[Records excerpted from a collection]
= = = = = = =

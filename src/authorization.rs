//! Role checks for operations restricted to administrators.
//!
//! Identity is established upstream; this module only receives the caller's
//! `{user_id, role}` and decides. Default-deny: anything that is not
//! explicitly an admin is refused for admin operations.

use serde::{Deserialize, Serialize};

use crate::models::Role;

// ═══════════════════════════════════════════════════════════
// Types
// ═══════════════════════════════════════════════════════════

/// Who is making the request.
#[derive(Debug, Clone, PartialEq, Eq, Serialize, Deserialize)]
pub struct RequestContext {
    pub user_id: String,
    pub role: Role,
}

impl RequestContext {
    pub fn new(user_id: impl Into<String>, role: Role) -> Self {
        Self {
            user_id: user_id.into(),
            role,
        }
    }

    pub fn is_admin(&self) -> bool {
        self.role == Role::Admin
    }
}

// ═══════════════════════════════════════════════════════════
// Error type
// ═══════════════════════════════════════════════════════════

#[derive(Debug, Clone, PartialEq, Eq, thiserror::Error)]
pub enum AuthorizationError {
    #[error("Forbidden: {user_id} may not {action}")]
    Forbidden { action: String, user_id: String },
}

// ═══════════════════════════════════════════════════════════
// Checks
// ═══════════════════════════════════════════════════════════

pub fn require_admin(ctx: &RequestContext, action: &str) -> Result<(), AuthorizationError> {
    if ctx.is_admin() {
        return Ok(());
    }
    tracing::warn!(user_id = %ctx.user_id, action, "Admin operation refused");
    Err(AuthorizationError::Forbidden {
        action: action.to_string(),
        user_id: ctx.user_id.clone(),
    })
}

/// Owners may act on their own records; admins on anyone's.
pub fn require_owner_or_admin(
    ctx: &RequestContext,
    owner_id: &str,
    action: &str,
) -> Result<(), AuthorizationError> {
    if ctx.user_id == owner_id {
        return Ok(());
    }
    require_admin(ctx, action)
}

#[cfg(test)]
mod tests {
    use super::*;

    #[test]
    fn admin_is_allowed() {
        let ctx = RequestContext::new("root", Role::Admin);
        assert!(require_admin(&ctx, "delete knowledge document").is_ok());
    }

    #[test]
    fn patient_is_forbidden() {
        let ctx = RequestContext::new("pat", Role::Patient);
        let err = require_admin(&ctx, "add knowledge document").unwrap_err();
        assert_eq!(
            err,
            AuthorizationError::Forbidden {
                action: "add knowledge document".into(),
                user_id: "pat".into(),
            }
        );
        assert_eq!(err.to_string(), "Forbidden: pat may not add knowledge document");
    }

    #[test]
    fn owner_or_admin_may_read_record() {
        let owner = RequestContext::new("alice", Role::Patient);
        let other = RequestContext::new("bob", Role::Patient);
        let admin = RequestContext::new("root", Role::Admin);
        assert!(require_owner_or_admin(&owner, "alice", "read report").is_ok());
        assert!(require_owner_or_admin(&admin, "alice", "read report").is_ok());
        assert!(require_owner_or_admin(&other, "alice", "read report").is_err());
    }
}
//! Circular resolution detection infrastructure.

use std::cell::RefCell;

use crate::error::{DiError, DiResult};

const MAX_DEPTH: usize = 1024;

// Thread-local resolution state for circular resolution detection
thread_local! {
    static RESOLUTION_TLS: RefCell<Vec<String>> = const { RefCell::new(Vec::new()) };
}

/// Guard for one frame of the thread-local resolution stack.
///
/// Entering a name that is already on the stack fails with
/// [`DiError::CircularResolution`] carrying the full path. The frame is popped
/// when the guard is dropped, including on early returns.
pub(crate) struct StackGuard {
    depth: usize,
}

impl StackGuard {
    pub(crate) fn enter(name: &str) -> DiResult<Self> {
        RESOLUTION_TLS.with(|tls| {
            let mut stack = tls.borrow_mut();

            if stack.iter().any(|n| n == name) {
                let mut path = stack.clone();
                path.push(name.to_string());
                return Err(DiError::CircularResolution(path));
            }

            // Depth guard
            if stack.len() >= MAX_DEPTH {
                let mut path = stack.clone();
                path.push(name.to_string());
                return Err(DiError::CircularResolution(path));
            }

            stack.push(name.to_string());
            Ok(Self { depth: stack.len() })
        })
    }
}

impl Drop for StackGuard {
    fn drop(&mut self) {
        RESOLUTION_TLS.with(|tls| {
            let mut stack = tls.borrow_mut();
            debug_assert_eq!(stack.len(), self.depth);
            stack.truncate(self.depth.saturating_sub(1));
        });
    }
}

/// Runs `f` with `name` pushed on the resolution stack.
pub(crate) fn with_circular_guard<T, F>(name: &str, f: F) -> DiResult<T>
where
    F: FnOnce() -> DiResult<T>,
{
    let _guard = StackGuard::enter(name)?;
    f()
}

= = = = = = =

Output the records verbatim, from the first line to the last.

filename src/authorization.rs
//! Role checks for operations restricted to administrators.
//!
//! Identity is established upstream; this module only receives the caller's
//! `{user_id, role}` and decides. Default-deny: anything that is not
//! explicitly an admin is refused for admin operations.

use serde::{Deserialize, Serialize};

use crate::models::Role;

// ═══════════════════════════════════════════════════════════
// Types
// ═══════════════════════════════════════════════════════════

/// Who is making the request.
#[derive(Debug, Clone, PartialEq, Eq, Serialize, Deserialize)]
pub struct RequestContext {
    pub user_id: String,
    pub role: Role,
}

impl RequestContext {
    pub fn new(user_id: impl Into<String>, role: Role) -> Self {
        Self {
            user_id: user_id.into(),
            role,
        }
    }

    pub fn is_admin(&self) -> bool {
        self.role == Role::Admin
    }
}

// ═══════════════════════════════════════════════════════════
// Error type
// ═══════════════════════════════════════════════════════════

#[derive(Debug, Clone, PartialEq, Eq, thiserror::Error)]
pub enum AuthorizationError {
    #[error("Forbidden: {user_id} may not {action}")]
    Forbidden { action: String, user_id: String },
}

// ═══════════════════════════════════════════════════════════
// Checks
// ═══════════════════════════════════════════════════════════

pub fn require_admin(ctx: &RequestContext, action: &str) -> Result<(), AuthorizationError> {
    if ctx.is_admin() {
        return Ok(());
    }
    tracing::warn!(user_id = %ctx.user_id, action, "Admin operation refused");
    Err(AuthorizationError::Forbidden {
        action: action.to_string(),
        user_id: ctx.user_id.clone(),
    })
}

/// Owners may act on their own records; admins on anyone's.
pub fn require_owner_or_admin(
    ctx: &RequestContext,
    owner_id: &str,
    action: &str,
) -> Result<(), AuthorizationError> {
    if ctx.user_id == owner_id {
        return Ok(());
    }
    require_admin(ctx, action)
}

#[cfg(test)]
mod tests {
    use super::*;

    #[test]
    fn admin_is_allowed() {
        let ctx = RequestContext::new("root", Role::Admin);
        assert!(require_admin(&ctx, "delete knowledge document").is_ok());
    }

    #[test]
    fn patient_is_forbidden() {
        let ctx = RequestContext::new("pat", Role::Patient);
        let err = require_admin(&ctx, "add knowledge document").unwrap_err();
        assert_eq!(
            err,
            AuthorizationError::Forbidden {
                action: "add knowledge document".into(),
                user_id: "pat".into(),
            }
        );
        assert_eq!(err.to_string(), "Forbidden: pat may not add knowledge document");
    }

    #[test]
    fn owner_or_admin_may_read_record() {
        let owner = RequestContext::new("alice", Role::Patient);
        let other = RequestContext::new("bob", Role::Patient);
        let admin = RequestContext::new("root", Role::Admin);
        assert!(require_owner_or_admin(&owner, "alice", "read report").is_ok());
        assert!(require_owner_or_admin(&admin, "alice", "read report").is_ok());
        assert!(require_owner_or_admin(&other, "alice", "read report").is_err());
    }
}
//! Circular resolution detection infrastructure.

use std::cell::RefCell;

use crate::error::{DiError, DiResult};

const MAX_DEPTH: usize = 1024;

// Thread-local resolution state for circular resolution detection
thread_local! {
    static RESOLUTION_TLS: RefCell<Vec<String>> = const { RefCell::new(Vec::new()) };
}

/// Guard for one frame of the thread-local resolution stack.
///
/// Entering a name that is already on the stack fails with
/// [`DiError::CircularResolution`] carrying the full path. The frame is popped
/// when the guard is dropped, including on early returns.
pub(crate) struct StackGuard {
    depth: usize,
}

impl StackGuard {
    pub(crate) fn enter(name: &str) -> DiResult<Self> {
        RESOLUTION_TLS.with(|tls| {
            let mut stack = tls.borrow_mut();

            if stack.iter().any(|n| n == name) {
                let mut path = stack.clone();
                path.push(name.to_string());
                return Err(DiError::CircularResolution(path));
            }

            // Depth guard
            if stack.len() >= MAX_DEPTH {
                let mut path = stack.clone();
                path.push(name.to_string());
                return Err(DiError::CircularResolution(path));
            }

            stack.push(name.to_string());
            Ok(Self { depth: stack.len() })
        })
    }
}

impl Drop for StackGuard {
    fn drop(&mut self) {
        RESOLUTION_TLS.with(|tls| {
            let mut stack = tls.borrow_mut();
            debug_assert_eq!(stack.len(), self.depth);
            stack.truncate(self.depth.saturating_sub(1));
        });
    }
}

/// Runs `f` with `name` pushed on the resolution stack.
pub(crate) fn with_circular_guard<T, F>(name: &str, f: F) -> DiResult<T>
where
    F: FnOnce() -> DiResult<T>,
{
    let _guard = StackGuard::enter(name)?;
    f()
}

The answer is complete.